→ **DESCRIPTION OF THE TASK**
Among the lines of the material below, count those holding "return". Report the number by itself.

→ **DATASET RECORDS**
--- START ---
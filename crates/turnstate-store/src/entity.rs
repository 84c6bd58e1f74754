use std::sync::Arc;

use tokio::sync::Mutex;
use tracing::trace;

use crate::traits::StateStore;
use crate::turn::StateTurn;

/// The owner of a set of named collections.
///
/// An entity processes one logical operation at a time: every turn it
/// hands out holds the entity's turn lock until the turn is committed or
/// dropped, so two operations against the same entity never interleave.
/// Different entities run independently. Collection names only have to be
/// unique within one entity, and each entity should own its own backend.
pub struct StateEntity {
    id: String,
    store: Arc<dyn StateStore>,
    turn_lock: Arc<Mutex<()>>,
}

impl StateEntity {
    pub fn new(id: impl Into<String>, store: Arc<dyn StateStore>) -> Self {
        Self {
            id: id.into(),
            store,
            turn_lock: Arc::new(Mutex::new(())),
        }
    }

    /// Identifier used in log output.
    pub fn id(&self) -> &str {
        &self.id
    }

    /// The backend this entity commits to.
    pub fn store(&self) -> &Arc<dyn StateStore> {
        &self.store
    }

    /// Wait for the entity to be idle, then open a turn on it.
    pub async fn begin_turn(&self) -> StateTurn {
        let guard = Arc::clone(&self.turn_lock).lock_owned().await;
        trace!(entity = %self.id, "turn started");
        StateTurn::with_guard(Arc::clone(&self.store), guard)
    }

    /// `true` while some turn on this entity is open.
    pub fn is_busy(&self) -> bool {
        self.turn_lock.try_lock().is_err()
    }
}

impl std::fmt::Debug for StateEntity {
    fn fmt(&self, f: &mut std::fmt::Formatter<'_>) -> std::fmt::Result {
        f.debug_struct("StateEntity")
            .field("id", &self.id)
            .field("busy", &self.is_busy())
            .finish()
    }
}
use std::collections::BTreeMap;
use std::path::Path;
use std::sync::RwLock;

use async_trait::async_trait;
use tracing::{debug, info, warn};

use crate::batch::WriteBatch;
use crate::error::{StoreError, StoreResult};
use crate::key::StateKey;
use crate::memory::apply_to_map;
use crate::traits::StateStore;
use crate::wal::{WalConfig, WriteAheadLog};

/// Durable state store backed by a turn log.
///
/// Every committed turn is appended to the log as one checksummed record
/// before it becomes visible in the in-memory index. Opening the store
/// replays the intact prefix of the log, so a crash in the middle of a
/// commit loses that whole turn and nothing else.
pub struct FileStateStore {
    wal: WriteAheadLog,
    entries: RwLock<BTreeMap<StateKey, Vec<u8>>>,
}

impl FileStateStore {
    /// Open the store at `path`, creating an empty log if none exists.
    pub fn open(path: impl AsRef<Path>, config: WalConfig) -> StoreResult<Self> {
        let wal = WriteAheadLog::open(path.as_ref(), config)?;
        let recovery = wal.recover()?;

        if recovery.discarded > 0 {
            warn!(
                path = %wal.path().display(),
                valid_len = recovery.valid_len,
                discarded = recovery.discarded,
                "dropping damaged turn log tail"
            );
            wal.truncate_to(recovery.valid_len)?;
        }

        let mut entries = BTreeMap::new();
        let replayed = recovery.batches.len();
        for batch in recovery.batches {
            apply_to_map(&mut entries, batch);
        }

        info!(path = %wal.path().display(), turns = replayed, keys = entries.len(), "state store opened");
        Ok(Self {
            wal,
            entries: RwLock::new(entries),
        })
    }

    /// Rewrite the log as a single snapshot of the current keyspace.
    pub fn compact(&self) -> StoreResult<()> {
        // Hold the write lock so no turn lands between snapshot and rewrite.
        let map = self
            .entries
            .write()
            .map_err(|e| StoreError::Poisoned(e.to_string()))?;
        let mut snapshot = WriteBatch::new();
        for (key, value) in map.iter() {
            snapshot.put(key.clone(), value.clone());
        }
        self.wal.rewrite(&snapshot)?;
        debug!(keys = map.len(), "state store compacted");
        Ok(())
    }

    /// Size of the log file in bytes.
    pub fn log_size(&self) -> StoreResult<u64> {
        self.wal.offset()
    }

    /// Path of the backing log file.
    pub fn path(&self) -> &Path {
        self.wal.path()
    }

    /// Sorted list of every key currently holding a value.
    pub fn keys(&self) -> StoreResult<Vec<StateKey>> {
        let map = self
            .entries
            .read()
            .map_err(|e| StoreError::Poisoned(e.to_string()))?;
        Ok(map.keys().cloned().collect())
    }
}

#[async_trait]
impl StateStore for FileStateStore {
    async fn get(&self, key: &StateKey) -> StoreResult<Option<Vec<u8>>> {
        let map = self
            .entries
            .read()
            .map_err(|e| StoreError::Poisoned(e.to_string()))?;
        Ok(map.get(key).cloned())
    }

    async fn apply(&self, batch: WriteBatch) -> StoreResult<()> {
        if batch.is_empty() {
            return Ok(());
        }
        let mut map = self
            .entries
            .write()
            .map_err(|e| StoreError::Poisoned(e.to_string()))?;
        // Log first: the in-memory index only changes once the turn is durable.
        self.wal.append(&batch)?;
        apply_to_map(&mut map, batch);
        Ok(())
    }

    async fn len(&self) -> StoreResult<usize> {
        let map = self
            .entries
            .read()
            .map_err(|e| StoreError::Poisoned(e.to_string()))?;
        Ok(map.len())
    }
}

impl std::fmt::Debug for FileStateStore {
    fn fmt(&self, f: &mut std::fmt::Formatter<'_>) -> std::fmt::Result {
        f.debug_struct("FileStateStore")
            .field("path", &self.wal.path())
            .finish()
    }
}

#[cfg(test)]
mod tests {
    use std::fs::OpenOptions;

    use super::*;

    fn put(key: StateKey, value: &[u8]) -> WriteBatch {
        let mut batch = WriteBatch::new();
        batch.put(key, value.to_vec());
        batch
    }

    #[tokio::test]
    async fn reopen_replays_committed_turns() {
        let dir = tempfile::tempdir().unwrap();
        let path = dir.path().join("state.wal");

        {
            let store = FileStateStore::open(&path, WalConfig::default()).unwrap();
            store.apply(put(StateKey::root("a"), b"1")).await.unwrap();
            store.apply(put(StateKey::element("a", 0), b"x")).await.unwrap();
            let mut delete = WriteBatch::new();
            delete.delete(StateKey::root("a"));
            store.apply(delete).await.unwrap();
        }

        let store = FileStateStore::open(&path, WalConfig::default()).unwrap();
        assert!(store.get(&StateKey::root("a")).await.unwrap().is_none());
        assert_eq!(
            store.get(&StateKey::element("a", 0)).await.unwrap(),
            Some(b"x".to_vec())
        );
        assert_eq!(store.len().await.unwrap(), 1);
    }

    #[tokio::test]
    async fn torn_turn_is_dropped_entirely() {
        let dir = tempfile::tempdir().unwrap();
        let path = dir.path().join("torn.wal");

        let intact_len = {
            let store = FileStateStore::open(&path, WalConfig::default()).unwrap();
            store.apply(put(StateKey::root("q"), b"m1")).await.unwrap();
            let intact_len = store.log_size().unwrap();

            let mut turn = WriteBatch::new();
            turn.put(StateKey::root("q"), b"m2".to_vec());
            turn.put(StateKey::element("q", 0), b"node".to_vec());
            store.apply(turn).await.unwrap();
            intact_len
        };

        // Simulate a crash halfway through writing the second turn.
        let full_len = std::fs::metadata(&path).unwrap().len();
        OpenOptions::new()
            .write(true)
            .open(&path)
            .unwrap()
            .set_len(intact_len + (full_len - intact_len) / 2)
            .unwrap();

        let store = FileStateStore::open(&path, WalConfig::default()).unwrap();
        assert_eq!(store.get(&StateKey::root("q")).await.unwrap(), Some(b"m1".to_vec()));
        assert!(store.get(&StateKey::element("q", 0)).await.unwrap().is_none());
        assert_eq!(store.log_size().unwrap(), intact_len);

        // New turns land after the intact prefix and survive a reopen.
        store.apply(put(StateKey::root("r"), b"ok")).await.unwrap();
        drop(store);
        let store = FileStateStore::open(&path, WalConfig::default()).unwrap();
        assert_eq!(store.get(&StateKey::root("r")).await.unwrap(), Some(b"ok".to_vec()));
    }

    #[tokio::test]
    async fn rejected_turn_never_comes_back() {
        let dir = tempfile::tempdir().unwrap();
        let path = dir.path().join("rejected.wal");

        {
            let store = FileStateStore::open(&path, WalConfig::default()).unwrap();
            store.apply(put(StateKey::root("ok1"), b"1")).await.unwrap();

            store.wal.fail_next_append();
            assert!(store.apply(put(StateKey::root("rejected"), b"x")).await.is_err());
            assert!(store.get(&StateKey::root("rejected")).await.unwrap().is_none());

            store.apply(put(StateKey::root("ok2"), b"2")).await.unwrap();
        }

        let store = FileStateStore::open(&path, WalConfig::default()).unwrap();
        assert_eq!(
            store.keys().unwrap(),
            vec![StateKey::root("ok1"), StateKey::root("ok2")]
        );
    }

    #[tokio::test]
    async fn compact_preserves_state() {
        let dir = tempfile::tempdir().unwrap();
        let path = dir.path().join("compact.wal");

        let store = FileStateStore::open(&path, WalConfig::default()).unwrap();
        for i in 0..20u64 {
            store.apply(put(StateKey::root("counter"), &i.to_le_bytes())).await.unwrap();
        }
        let before = store.log_size().unwrap();
        store.compact().unwrap();
        assert!(store.log_size().unwrap() < before);
        drop(store);

        let store = FileStateStore::open(&path, WalConfig::default()).unwrap();
        assert_eq!(
            store.get(&StateKey::root("counter")).await.unwrap(),
            Some(19u64.to_le_bytes().to_vec())
        );
        assert_eq!(store.keys().unwrap(), vec![StateKey::root("counter")]);
    }
}
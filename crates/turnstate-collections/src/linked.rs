//! The linked collection engine shared by queues, stacks and lists.
//!
//! A linked collection named `n` keeps a [`LinkedManifest`] at the root key
//! `n` and one [`LinkedNode`] per element at `n[id]`. Every engine
//! primitive works inside a caller-supplied [`StateTurn`]; the façades open
//! one turn per public operation and commit it at the end, so a primitive
//! that touches the manifest and two neighbors still lands as one atomic
//! batch.

use std::marker::PhantomData;
use std::sync::Arc;

use tracing::{debug, warn};
use turnstate_store::{StateEntity, StateKey, StateTurn};

use crate::element::{validate_name, Element};
use crate::enumerator::LinkedEnumerator;
use crate::error::{Result, StateError};
use crate::manifest::{LinkedManifest, LinkedNode};

/// A node resolved by [`LinkedEngine::find`].
#[derive(Debug)]
pub struct Found<T> {
    /// Zero-based position from the head.
    pub position: u64,
    /// The node before this one, already read.
    pub previous: Option<(u64, LinkedNode<T>)>,
    pub id: u64,
    pub node: LinkedNode<T>,
}

/// Manifest + node chain primitives for one collection name.
pub struct LinkedEngine<T> {
    root: StateKey,
    _marker: PhantomData<fn() -> T>,
}
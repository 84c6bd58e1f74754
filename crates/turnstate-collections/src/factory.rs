use std::sync::Arc;

use tracing::debug;
use turnstate_store::StateEntity;

use crate::array::ArrayState;
use crate::config::{CollectionDecl, CollectionKind, StateConfig};
use crate::element::Element;
use crate::error::{Result, StateError};
use crate::list::ListState;
use crate::queue::QueueState;
use crate::stack::StackState;

/// Hands out typed collections bound to one entity, by declared name.
///
/// Every collection an entity owns goes through the same validated
/// [`StateConfig`], so two callers can never open one name as two different
/// kinds or as arrays of different lengths.
#[derive(Debug, Clone)]
pub struct StateFactory {
    entity: Arc<StateEntity>,
    config: StateConfig,
}

impl StateFactory {
    pub fn new(entity: Arc<StateEntity>, config: StateConfig) -> Result<Self> {
        config.validate()?;
        debug!(
            entity = entity.id(),
            collections = config.collections.len(),
            "state factory configured"
        );
        Ok(Self { entity, config })
    }

    pub fn entity(&self) -> &Arc<StateEntity> {
        &self.entity
    }

    pub fn declarations(&self) -> &[CollectionDecl] {
        &self.config.collections
    }

    pub fn array<T: Element + Default>(&self, name: &str) -> Result<ArrayState<T>> {
        let decl = self.lookup(name, CollectionKind::Array)?;
        let length = decl
            .length
            .ok_or_else(|| StateError::config(format!("array '{name}' needs a length")))?;
        ArrayState::new(self.entity.clone(), name, length)
    }

    pub fn queue<T: Element>(&self, name: &str) -> Result<QueueState<T>> {
        self.lookup(name, CollectionKind::Queue)?;
        QueueState::new(self.entity.clone(), name)
    }

    pub fn stack<T: Element>(&self, name: &str) -> Result<StackState<T>> {
        self.lookup(name, CollectionKind::Stack)?;
        StackState::new(self.entity.clone(), name)
    }

    pub fn list<T: Element>(&self, name: &str) -> Result<ListState<T>> {
        self.lookup(name, CollectionKind::List)?;
        ListState::new(self.entity.clone(), name)
    }

    fn lookup(&self, name: &str, kind: CollectionKind) -> Result<&CollectionDecl> {
        let decl = self
            .config
            .get(name)
            .ok_or_else(|| StateError::config(format!("collection '{name}' is not declared")))?;
        if decl.kind != kind {
            return Err(StateError::config(format!(
                "collection '{name}' is declared as {}, not {kind}",
                decl.kind
            )));
        }
        Ok(decl)
    }
}

#[cfg(test)]
mod tests {
    use turnstate_store::InMemoryStateStore;

    use super::*;

    fn factory() -> StateFactory {
        let entity = Arc::new(StateEntity::new("player-7", Arc::new(InMemoryStateStore::new())));
        let config = StateConfig::new()
            .with(CollectionDecl::array("scores", 4))
            .with(CollectionDecl::queue("inbox"))
            .with(CollectionDecl::stack("undo"))
            .with(CollectionDecl::list("friends"));
        StateFactory::new(entity, config).unwrap()
    }

    #[test]
    fn invalid_config_is_rejected_up_front() {
        let entity = Arc::new(StateEntity::new("e", Arc::new(InMemoryStateStore::new())));
        let config = StateConfig::new().with(CollectionDecl::array("a", 0));
        assert!(matches!(
            StateFactory::new(entity, config),
            Err(StateError::InvalidConfig(_))
        ));
    }

    #[test]
    fn undeclared_or_wrong_kind_fails() {
        let factory = factory();
        assert!(matches!(
            factory.queue::<u32>("nope"),
            Err(StateError::InvalidConfig(_))
        ));
        assert!(matches!(
            factory.stack::<u32>("inbox"),
            Err(StateError::InvalidConfig(_))
        ));
        assert!(matches!(
            factory.array::<u32>("friends"),
            Err(StateError::InvalidConfig(_))
        ));
    }

    #[tokio::test]
    async fn collections_share_the_entity() {
        let factory = factory();
        assert_eq!(factory.declarations().len(), 4);

        let scores = factory.array::<u32>("scores").unwrap();
        assert_eq!(scores.length(), 4);
        scores.set_at(2, 99).await.unwrap();

        let inbox = factory.queue::<String>("inbox").unwrap();
        inbox.enqueue("hello".to_string()).await.unwrap();

        let undo = factory.stack::<u8>("undo").unwrap();
        undo.push(1).await.unwrap();

        let friends = factory.list::<String>("friends").unwrap();
        friends.add("ada".to_string()).await.unwrap();

        // A second handle to the same name sees the same state.
        let again = factory.array::<u32>("scores").unwrap();
        assert_eq!(again.get_at(2).await.unwrap(), 99);
        assert_eq!(factory.queue::<String>("inbox").unwrap().count().await.unwrap(), 1);

        let store = factory.entity().store();
        // scores root + scores[2], inbox manifest + node, undo manifest + node,
        // friends manifest + node.
        assert_eq!(store.len().await.unwrap(), 8);
    }
}
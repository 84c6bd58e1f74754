use std::fmt;

use serde::{Deserialize, Serialize};

use crate::error::{StoreError, StoreResult};

const ROOT_TAG: u8 = 0x00;
const ELEMENT_TAG: u8 = 0x01;

/// Structured storage key for collection state.
///
/// A collection's top-level record (array length or linked manifest) lives
/// at the bare name; each element lives at `(name, index)`. Two keys are
/// equal only when both the name and the index are equal, so collections
/// with distinct names can never collide no matter what characters the
/// names contain.
///
/// Keys persist through [`StateKey::encode`], so batches in the turn log
/// carry the canonical bytes rather than serde's struct layout.
#[derive(Clone, PartialEq, Eq, Hash, PartialOrd, Ord, Serialize, Deserialize)]
#[serde(into = "Vec<u8>", try_from = "Vec<u8>")]
pub struct StateKey {
    name: String,
    index: Option<u64>,
}

impl StateKey {
    /// Key of the top-level record for `name`.
    pub fn root(name: impl Into<String>) -> Self {
        Self {
            name: name.into(),
            index: None,
        }
    }

    /// Key of the element at `index` under `name`.
    pub fn element(name: impl Into<String>, index: u64) -> Self {
        Self {
            name: name.into(),
            index: Some(index),
        }
    }

    /// Derive an element key sharing this key's collection name.
    pub fn child(&self, index: u64) -> Self {
        Self::element(self.name.clone(), index)
    }

    /// The collection name this key belongs to.
    pub fn name(&self) -> &str {
        &self.name
    }

    /// The element index, or `None` for a root key.
    pub fn index(&self) -> Option<u64> {
        self.index
    }

    pub fn is_root(&self) -> bool {
        self.index.is_none()
    }

    /// Canonical byte encoding.
    ///
    /// ```text
    /// [4 bytes: name length (big-endian u32)]
    /// [N bytes: UTF-8 name]
    /// [1 byte:  0x00 root | 0x01 element]
    /// [8 bytes: index (big-endian u64), element keys only]
    /// ```
    ///
    /// The length prefix makes the encoding prefix-free, and big-endian
    /// indices keep byte order equal to numeric order within one name.
    pub fn encode(&self) -> Vec<u8> {
        let name = self.name.as_bytes();
        let mut out = Vec::with_capacity(4 + name.len() + 9);
        out.extend_from_slice(&(name.len() as u32).to_be_bytes());
        out.extend_from_slice(name);
        match self.index {
            None => out.push(ROOT_TAG),
            Some(index) => {
                out.push(ELEMENT_TAG);
                out.extend_from_slice(&index.to_be_bytes());
            }
        }
        out
    }

    /// Decode a key produced by [`StateKey::encode`].
    pub fn decode(bytes: &[u8]) -> StoreResult<Self> {
        let malformed = |reason: &str| StoreError::Serialization(format!("malformed state key: {reason}"));

        let (len_bytes, rest) = bytes
            .split_first_chunk::<4>()
            .ok_or_else(|| malformed("missing name length"))?;
        let name_len = u32::from_be_bytes(*len_bytes) as usize;
        if rest.len() < name_len + 1 {
            return Err(malformed("truncated name"));
        }
        let (name, rest) = rest.split_at(name_len);
        let name = std::str::from_utf8(name)
            .map_err(|_| malformed("name is not UTF-8"))?
            .to_string();

        match rest {
            [ROOT_TAG] => Ok(Self::root(name)),
            [ELEMENT_TAG, index @ ..] => {
                let index: [u8; 8] = index
                    .try_into()
                    .map_err(|_| malformed("element index must be 8 bytes"))?;
                Ok(Self::element(name, u64::from_be_bytes(index)))
            }
            _ => Err(malformed("unknown key tag")),
        }
    }
}

impl From<StateKey> for Vec<u8> {
    fn from(key: StateKey) -> Self {
        key.encode()
    }
}

impl TryFrom<Vec<u8>> for StateKey {
    type Error = StoreError;

    fn try_from(bytes: Vec<u8>) -> StoreResult<Self> {
        Self::decode(&bytes)
    }
}

impl fmt::Debug for StateKey {
    fn fmt(&self, f: &mut fmt::Formatter<'_>) -> fmt::Result {
        write!(f, "StateKey({self})")
    }
}

impl fmt::Display for StateKey {
    fn fmt(&self, f: &mut fmt::Formatter<'_>) -> fmt::Result {
        match self.index {
            None => write!(f, "{}", self.name),
            Some(index) => write!(f, "{}[{index}]", self.name),
        }
    }
}

#[cfg(test)]
mod tests {
    use super::*;
    use proptest::prelude::*;

    #[test]
    fn root_and_element_differ() {
        let root = StateKey::root("queue");
        let first = StateKey::element("queue", 0);
        assert_ne!(root, first);
        assert_ne!(root.encode(), first.encode());
        assert!(root.is_root());
        assert!(!first.is_root());
    }

    #[test]
    fn child_keeps_name() {
        let root = StateKey::root("orders");
        let child = root.child(7);
        assert_eq!(child.name(), "orders");
        assert_eq!(child.index(), Some(7));
    }

    #[test]
    fn display_format() {
        assert_eq!(StateKey::root("a").to_string(), "a");
        assert_eq!(StateKey::element("a", 3).to_string(), "a[3]");
    }

    #[test]
    fn names_that_look_like_indices_do_not_collide() {
        // A string-formatted "{name}[{index}]" scheme would map both to "a[1]".
        let formatted = StateKey::root("a[1]");
        let structured = StateKey::element("a", 1);
        assert_ne!(formatted, structured);
        assert_ne!(formatted.encode(), structured.encode());
    }

    #[test]
    fn decode_rejects_garbage() {
        assert!(StateKey::decode(&[]).is_err());
        assert!(StateKey::decode(&[0, 0, 0, 5, b'a']).is_err());
        assert!(StateKey::decode(&[0, 0, 0, 1, b'a', 0x07]).is_err());
        assert!(StateKey::decode(&[0, 0, 0, 1, b'a', ELEMENT_TAG, 1, 2]).is_err());
    }

    #[test]
    fn element_encoding_orders_by_index() {
        let low = StateKey::element("n", 2).encode();
        let high = StateKey::element("n", 300).encode();
        assert!(low < high);
    }

    #[test]
    fn serde_form_is_the_canonical_encoding() {
        let key = StateKey::element("inbox", 42);
        let via_serde = bincode::serialize(&key).unwrap();
        assert_eq!(via_serde, bincode::serialize(&key.encode()).unwrap());
        assert_eq!(bincode::deserialize::<StateKey>(&via_serde).unwrap(), key);
    }

    #[test]
    fn serde_rejects_malformed_key_bytes() {
        let garbage = bincode::serialize(&vec![0u8, 0, 0, 9, b'x']).unwrap();
        assert!(bincode::deserialize::<StateKey>(&garbage).is_err());
    }

    proptest! {
        #[test]
        fn encode_decode_is_identity(name in ".{0,24}", index in proptest::option::of(any::<u64>())) {
            let key = match index {
                None => StateKey::root(name),
                Some(i) => StateKey::element(name, i),
            };
            let decoded = StateKey::decode(&key.encode()).unwrap();
            prop_assert_eq!(decoded, key);
        }

        #[test]
        fn distinct_pairs_encode_distinctly(
            a in "[a-z\\[\\]0-9]{0,8}", i in any::<u64>(),
            b in "[a-z\\[\\]0-9]{0,8}", j in any::<u64>(),
        ) {
            prop_assume!((a.as_str(), i) != (b.as_str(), j));
            prop_assert_ne!(StateKey::element(a, i).encode(), StateKey::element(b, j).encode());
        }
    }
}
--- END ---
→ **ANSWER TO THIS EXERCISE**
3